Sequence alignment of BTB domains of ZBTB transcription factors identifies a unique central region in PATZ1 that is conserved in mammals. (a) Sequence alignment of PATZ1 BTB domains from selected vertebrate species. The unique central sequence of the A2/B3 loop that is conserved in mammals and is missing in fish and amphibians is indicated in bold. (b) Sequence alignment of selected human ZBTB proteins and their predicted secondary structure. The sequences of the human PATZ1 and cKrox BTB domains with their unique extra region between the A2 helix and B3 strand are shown above. The PATZ1 amino acids that correspond to this region without electron-density assignments from the crystal structure are shown in bold. Arrows and rods identify predicted conserved β-strand and α-helical regions. The eight BTB domains with solved structures are annotated on the left with their common names in addition to the ZBTB nomenclature. Shading, asterisks, colons and periods identify conserved residues according to the Clustal format. A consensus sequence is shown at the bottom, with the three predicted degron residues involved in BTB domain stability indicated by arrows.

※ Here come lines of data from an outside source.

// Process collector: keep what can be read, count what vanished.

use std::sync::Arc;
use tracing::{debug, info, warn};

use super::{ProcessSource, SkipReason};
use crate::models::ProcessSnapshot;

pub async fn collect_processes(source: Arc<dyn ProcessSource>) -> ProcessSnapshot {
    match tokio::task::spawn_blocking(move || scan(source.as_ref())).await {
        Ok(snapshot) => snapshot,
        Err(e) => {
            warn!(error = %e, operation = "collect_processes", "process scan aborted");
            ProcessSnapshot::default()
        }
    }
}

fn scan(source: &dyn ProcessSource) -> ProcessSnapshot {
    let entries = match source.processes() {
        Ok(entries) => entries,
        Err(e) => {
            warn!(error = %e, operation = "processes", "process enumeration failed");
            return ProcessSnapshot::default();
        }
    };

    let mut processes = Vec::new();
    let (mut vanished, mut denied, mut zombies) = (0usize, 0usize, 0usize);
    for entry in entries {
        match entry {
            Ok(p) => processes.push(p),
            Err(reason) => {
                debug!(?reason, "process skipped");
                match reason {
                    SkipReason::Vanished => vanished += 1,
                    SkipReason::AccessDenied | SkipReason::Unreadable => denied += 1,
                    SkipReason::Zombie => zombies += 1,
                }
            }
        }
    }
    processes.sort_by_key(|p| p.pid);
    info!(
        collected = processes.len(),
        vanished, denied, zombies, "process scan complete"
    );
    ProcessSnapshot { processes }
}
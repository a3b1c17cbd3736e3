// OS-specific dispatch for routing, DNS and firewall probing.

mod chain;
pub mod parsers;
mod probe;

pub use chain::{FallbackChain, Probe, ProbeFailure, ProbeSource};
pub use probe::{HostProbe, SystemProbe};

use std::sync::Arc;
use tracing::{debug, instrument, warn};

use crate::models::{DnsConfig, Field, RoutingTable};

/// Operating system families with their own probe tables.
#[derive(Debug, Clone, Copy, PartialEq, Eq)]
pub enum Os {
    Linux,
    MacOs,
    Windows,
    Other,
}

impl Os {
    pub fn current() -> Self {
        Self::from_name(std::env::consts::OS)
    }

    /// Map a `std::env::consts::OS` style name.
    pub fn from_name(name: &str) -> Self {
        match name {
            "linux" => Os::Linux,
            "macos" => Os::MacOs,
            "windows" => Os::Windows,
            _ => Os::Other,
        }
    }
}

impl std::fmt::Display for Os {
    fn fmt(&self, f: &mut std::fmt::Formatter<'_>) -> std::fmt::Result {
        match self {
            Os::Linux => f.write_str("linux"),
            Os::MacOs => f.write_str("macos"),
            Os::Windows => f.write_str("windows"),
            Os::Other => f.write_str("other"),
        }
    }
}

pub fn routing_chain(os: Os) -> FallbackChain<RoutingTable> {
    FallbackChain::new(match os {
        Os::Linux => vec![
            Probe::command("ip", &["route", "show"], parsers::parse_ip_route),
            Probe::command("netstat", &["-rn"], parsers::parse_netstat_routes),
        ],
        Os::MacOs => vec![Probe::command("netstat", &["-rn"], parsers::parse_netstat_routes)],
        Os::Windows => vec![Probe::command("route", &["print"], parsers::raw_routes)],
        Os::Other => vec![],
    })
}

pub fn dns_chain(os: Os) -> FallbackChain<DnsConfig> {
    FallbackChain::new(match os {
        Os::Linux => vec![Probe::file("/etc/resolv.conf", parsers::parse_resolv_conf)],
        Os::MacOs => vec![Probe::command("scutil", &["--dns"], parsers::parse_scutil_dns)],
        Os::Windows => vec![Probe::command("ipconfig", &["/all"], parsers::parse_ipconfig_all)],
        Os::Other => vec![],
    })
}

/// Higher-level manager first, then the packet-filter tools.
pub fn firewall_chain(os: Os) -> FallbackChain<String> {
    FallbackChain::new(match os {
        Os::Linux => vec![
            Probe::command("ufw", &["status", "numbered"], parsers::ufw_active_rules),
            Probe::command("iptables", &["-L", "-n"], parsers::non_blank),
            Probe::command("nft", &["list", "ruleset"], parsers::non_blank),
        ],
        Os::MacOs => vec![Probe::command("pfctl", &["-sr"], parsers::non_blank)],
        Os::Windows => vec![Probe::command(
            "netsh",
            &["advfirewall", "firewall", "show", "rule", "name=all"],
            parsers::non_blank,
        )],
        Os::Other => vec![],
    })
}

/// Description recorded when every firewall probe failed.
pub fn firewall_exhausted(tried: &[&str], failures: &[ProbeFailure]) -> String {
    let tried = tried.join(", ");
    if failures.iter().any(ProbeFailure::is_permission_denied) {
        format!("firewall rules require elevated privileges (tried {})", tried)
    } else {
        format!("no supported firewall tool found (tried {})", tried)
    }
}

/// OS identity plus the probe capability used to query it.
#[derive(Clone)]
pub struct Platform {
    os: Os,
    probe: Arc<dyn HostProbe>,
}

impl Platform {
    pub fn new(os: Os, probe: Arc<dyn HostProbe>) -> Self {
        Self { os, probe }
    }

    pub fn detect(probe: Arc<dyn HostProbe>) -> Self {
        Self::new(Os::current(), probe)
    }

    #[instrument(skip(self), fields(os = %self.os, operation = "routing_table"))]
    pub async fn routing_table(&self) -> RoutingTable {
        match routing_chain(self.os).evaluate(self.probe.as_ref()).await {
            Ok(table) => table,
            Err(failures) => {
                if !failures.is_empty() {
                    warn!(attempts = failures.len(), "routing table unavailable");
                }
                RoutingTable::default()
            }
        }
    }

    #[instrument(skip(self), fields(os = %self.os, operation = "dns_config"))]
    pub async fn dns_config(&self) -> DnsConfig {
        match dns_chain(self.os).evaluate(self.probe.as_ref()).await {
            Ok(dns) => dns,
            Err(failures) => {
                if !failures.is_empty() {
                    warn!(attempts = failures.len(), "DNS configuration unavailable");
                }
                DnsConfig::default()
            }
        }
    }

    #[instrument(skip(self), fields(os = %self.os, operation = "firewall_rules"))]
    pub async fn firewall_rules(&self) -> Field<String> {
        let chain = firewall_chain(self.os);
        if chain.is_empty() {
            return Field::Unavailable;
        }
        match chain.evaluate(self.probe.as_ref()).await {
            Ok(rules) => Field::Available(rules),
            Err(failures) => {
                debug!(attempts = failures.len(), "firewall chain exhausted");
                Field::Available(firewall_exhausted(&chain.source_names(), &failures))
            }
        }
    }
}
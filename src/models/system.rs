// OS identity, CPU, memory and partition models

use serde::Serialize;

use super::Field;

#[derive(Debug, Clone, Default, PartialEq, Serialize)]
#[serde(rename_all = "camelCase")]
pub struct PartitionInfo {
    pub device: String,
    pub mountpoint: String,
    pub fs_type: Field<String>,
    pub total_bytes: u64,
    pub used_bytes: u64,
    pub free_bytes: u64,
    pub usage_percent: f64,
}

impl PartitionInfo {
    /// Build from total and available space; used and percent are derived.
    pub fn from_space(
        device: impl Into<String>,
        mountpoint: impl Into<String>,
        fs_type: Field<String>,
        total: u64,
        available: u64,
    ) -> Self {
        let used = total.saturating_sub(available);
        let usage_percent = if total > 0 {
            (used as f64 / total as f64) * 100.0
        } else {
            0.0
        };
        Self {
            device: device.into(),
            mountpoint: mountpoint.into(),
            fs_type,
            total_bytes: total,
            used_bytes: used,
            free_bytes: available,
            usage_percent,
        }
    }
}

/// OS identity facts.
#[derive(Debug, Clone, Default, PartialEq)]
pub struct OsIdentity {
    pub os_name: Field<String>,
    pub os_version: Field<String>,
    pub architecture: Field<String>,
    pub hostname: Field<String>,
}

#[derive(Debug, Clone, Default, PartialEq)]
pub struct CpuFacts {
    pub model: Field<String>,
    pub physical_cores: Field<usize>,
    pub logical_cores: Field<usize>,
    pub frequency_mhz: Field<u64>,
}

#[derive(Debug, Clone, Default, PartialEq)]
pub struct MemoryFacts {
    pub total_bytes: Field<u64>,
    pub available_bytes: Field<u64>,
}

/// System collector output. With `error` set and everything else unavailable,
/// it is still a complete snapshot.
#[derive(Debug, Clone, Default, PartialEq, Serialize)]
#[serde(rename_all = "camelCase")]
pub struct SystemSnapshot {
    pub os_name: Field<String>,
    pub os_version: Field<String>,
    pub architecture: Field<String>,
    pub hostname: Field<String>,
    pub cpu_model: Field<String>,
    pub physical_cores: Field<usize>,
    pub logical_cores: Field<usize>,
    pub cpu_frequency_mhz: Field<u64>,
    pub total_memory_bytes: Field<u64>,
    pub available_memory_bytes: Field<u64>,
    pub partitions: Vec<PartitionInfo>,
    #[serde(skip_serializing_if = "Option::is_none")]
    pub error: Option<String>,
}

impl SystemSnapshot {
    pub fn failed(error: impl Into<String>) -> Self {
        Self {
            error: Some(error.into()),
            ..Default::default()
        }
    }

    pub fn with_identity(mut self, id: OsIdentity) -> Self {
        self.os_name = id.os_name;
        self.os_version = id.os_version;
        self.architecture = id.architecture;
        self.hostname = id.hostname;
        self
    }

    pub fn with_cpu(mut self, cpu: CpuFacts) -> Self {
        self.cpu_model = cpu.model;
        self.physical_cores = cpu.physical_cores;
        self.logical_cores = cpu.logical_cores;
        self.cpu_frequency_mhz = cpu.frequency_mhz;
        self
    }

    pub fn with_memory(mut self, mem: MemoryFacts) -> Self {
        self.total_memory_bytes = mem.total_bytes;
        self.available_memory_bytes = mem.available_bytes;
        self
    }
}
use anyhow::Result;
use clap::Parser;
use host_insights::collectors::{ContainerRuntime, UnreachableRuntime};
use host_insights::orchestrator::{CollectorDeps, Selection};
use host_insights::platform::{Platform, SystemProbe};
use host_insights::*;
use std::path::PathBuf;
use std::sync::Arc;
use tracing_subscriber::EnvFilter;
use tracing_subscriber::fmt::time::FormatTime;

struct LocalTimer;

impl FormatTime for LocalTimer {
    fn format_time(&self, w: &mut tracing_subscriber::fmt::format::Writer<'_>) -> std::fmt::Result {
        write!(
            w,
            "{}",
            chrono::Local::now().format("%Y-%m-%dT%H:%M:%S%.3f%:z")
        )
    }
}

/// Gather system, network, Docker and process insights into one AI-ready report.
#[derive(Parser, Debug)]
#[command(name = "host-insights", version)]
struct Cli {
    /// Collect everything and print the full report (default)
    #[arg(long)]
    all: bool,

    /// Collect system information only (JSON)
    #[arg(long)]
    system: bool,

    /// Collect network information only (JSON)
    #[arg(long)]
    network: bool,

    /// Collect Docker information only (JSON)
    #[arg(long)]
    docker: bool,

    /// Collect running services only (JSON)
    #[arg(long)]
    services: bool,

    /// Print the whole report as JSON instead of text
    #[arg(long)]
    json: bool,

    /// Write the report to a file; without a value the configured path is used
    #[arg(long, num_args = 0..=1, value_name = "PATH")]
    output: Option<Option<PathBuf>>,

    /// Config file (TOML)
    #[arg(long, value_name = "PATH")]
    config: Option<PathBuf>,
}

impl Cli {
    /// First category flag given, in `--system`, `--network`, `--docker`, `--services` order.
    fn single_category(&self) -> Option<Selection> {
        if self.all {
            return None;
        }
        let only = Selection::none();
        if self.system {
            Some(Selection { system: true, ..only })
        } else if self.network {
            Some(Selection { network: true, ..only })
        } else if self.docker {
            Some(Selection { container: true, ..only })
        } else if self.services {
            Some(Selection { process: true, ..only })
        } else {
            None
        }
    }
}

#[tokio::main]
async fn main() -> Result<()> {
    let cli = Cli::parse();
    let app_config = config::AppConfig::load(cli.config.as_deref())?;

    let filter = EnvFilter::try_from_default_env()
        .unwrap_or_else(|_| EnvFilter::new(&app_config.logging.level));
    tracing_subscriber::fmt()
        .with_timer(LocalTimer)
        .with_env_filter(filter)
        .with_writer(std::io::stderr)
        .init();
    tracing::debug!(name = version::NAME, version = version::VERSION, "starting");

    let sysinfo_repo = Arc::new(sysinfo_repo::SysinfoRepo::new(app_config.cpu_sample()));
    let runtime: Arc<dyn ContainerRuntime> =
        match docker_repo::DockerRepo::connect(app_config.docker_timeout()) {
            Ok(repo) => Arc::new(repo),
            Err(e) => {
                tracing::warn!(error = %e, operation = "docker_connect", "Docker client unavailable");
                Arc::new(UnreachableRuntime::new(e.to_string()))
            }
        };
    let platform = Arc::new(Platform::detect(Arc::new(SystemProbe::new(
        app_config.command_timeout(),
    ))));
    let deps = CollectorDeps {
        system: sysinfo_repo.clone(),
        network: sysinfo_repo.clone(),
        process: sysinfo_repo,
        runtime,
        platform,
    };

    let output = match cli.single_category() {
        Some(selection) => {
            let host = orchestrator::gather(&deps, selection).await;
            if selection.system {
                serde_json::to_string_pretty(&host.system)?
            } else if selection.network {
                serde_json::to_string_pretty(&host.network)?
            } else if selection.container {
                serde_json::to_string_pretty(&host.container)?
            } else {
                serde_json::to_string_pretty(&host.process)?
            }
        }
        None => {
            let host = orchestrator::gather(&deps, Selection::all()).await;
            if cli.json {
                serde_json::to_string_pretty(&host)?
            } else {
                report::format_report_with(
                    &host.system,
                    &host.network,
                    &host.container,
                    &host.process,
                    &report::ReportOptions {
                        include_env: app_config.report.include_env,
                    },
                )
            }
        }
    };

    match cli.output {
        Some(path) => {
            let path = path.unwrap_or_else(|| app_config.report.output_path.clone());
            report::write_report_to_file(&output, &path)?;
            eprintln!("Report saved to {}", path.display());
        }
        None => println!("{}", output),
    }

    Ok(())
}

Structure of the PATZ1 BTB domain. (a) Crystal structure of the BTB domain of the mouse PATZ1 protein (PDB entry 6guv) in cartoon representation (front view). The crystallographic asymmetric unit contains a PATZ1 BTB domain monomer (blue) with a second monomer (green) created by crystallographic symmetry. Secondary structures are indicated in capital and Greek letters. (b) Top view of the mouse PATZ1 BTB domain structure. N- and C-­termini are indicated on one monomer. The coordinates of 31 residues in a central region, unique to mammalian PATZ1 BTB domains, could not be assigned (indicated by a dotted loop). (c) Crystal structure of the BTB domain of the zebrafish PATZ1 protein (PDB entry 6guw) with individual monomers coloured yellow and red (front view). (d) Top view of the zebrafish PATZ1 BTB structure. The coordinates of seven residues in the zebrafish PATZ1 BTB domain could not be assigned (indicated by a dotted loop). (e) Superimposition of the mouse (blue and green) and zebrafish (yellow and red) PATZ1 BTB domains (r.m.s.d. of 0.62 Å). (f) A space-filling representation of the mouse PATZ1 BTB domain structure. The predicted structure (in purple) of the central region was generated by homology modelling followed by conformation equilibration using MD simulations. Note that the modelled structure contains a predicted short β-strand. The three conserved degron residues, annotated at the bottom of Fig. 1 ▸(b) and predicted to play a role in BTB dimer degradation, are highlighted in red. Numbering refers to the residues in the crystal structure.

Identification of residues involved in homodimer interaction interfaces. Contact maps of inter-chain residue interactions of the mouse (a) and zebrafish (b) PATZ1 BTB domain crystal structures. Hydrophobic interactions (green), hydrogen bonds (blue) and ionic bonds (red) are indicated. The relevant elements of the secondary structures are shown for orientation. A highly charged dimerization interface mediates PATZ1 BTB homodimerization. (c) A split homodimer view in surface representation and completed with the modelled loop highlights the residues involved in the interaction interface; positively (blue) and negatively (red) charged residues are annotated and neutral residues are shown in purple. Inter-chain salt bridges that persist above the threshold are indicated by straight lines and those that do not persist by dotted lines. (d) The zebrafish PATZ1 dimerization interface is also shown as a split homodimer view for comparison. Numbering refers to the crystal structure files.

Comparison of the lateral grooves of PATZ1 and BCL6 BTB domains. The structures of the BCL6 (PDB entry 1r2b) (a) and the energy-minimized modelled mouse (b) and zebrafish (c) PATZ1 BTB domains are shown in surface representation viewed from the front and bottom. The surface area of the residues in the lateral groove of the BCL6 BTB domain is buried upon formation of the BCL6–SMRT complex (Ahmad et al., 2003 ▸). The SMRT peptide binding to the BCL6 lateral groove is shown in cartoon representation in orange. All residues in the lateral groove are labelled for one monomer. Colours indicate residue type: positively charged, blue; negatively charged, red. All other residues in this region are coloured purple. The positions of the mutations that affect the binding to the co-repressor peptides in BCL6 and in PATZ1 are indicated in black (references are given in the text). A sequence alignment of BCL6 and PATZ1 BTB residues located in the lateral groove region is shown in (d). Residues are numbered according to the BCL6 and mouse PATZ1 structure files, with the charged residues coloured as in (a)–(c). Apart from positions 29 and 40, where the two alternatives are indicated, mouse and zebrafish PATZ1 contain the same residues in these structurally corresponding positions. Although the residue conservation for BCL6 and PATZ1 in this region is low, SMRT/NCOR peptides are predicted to bind the BTB domain of PATZ1 in the same region.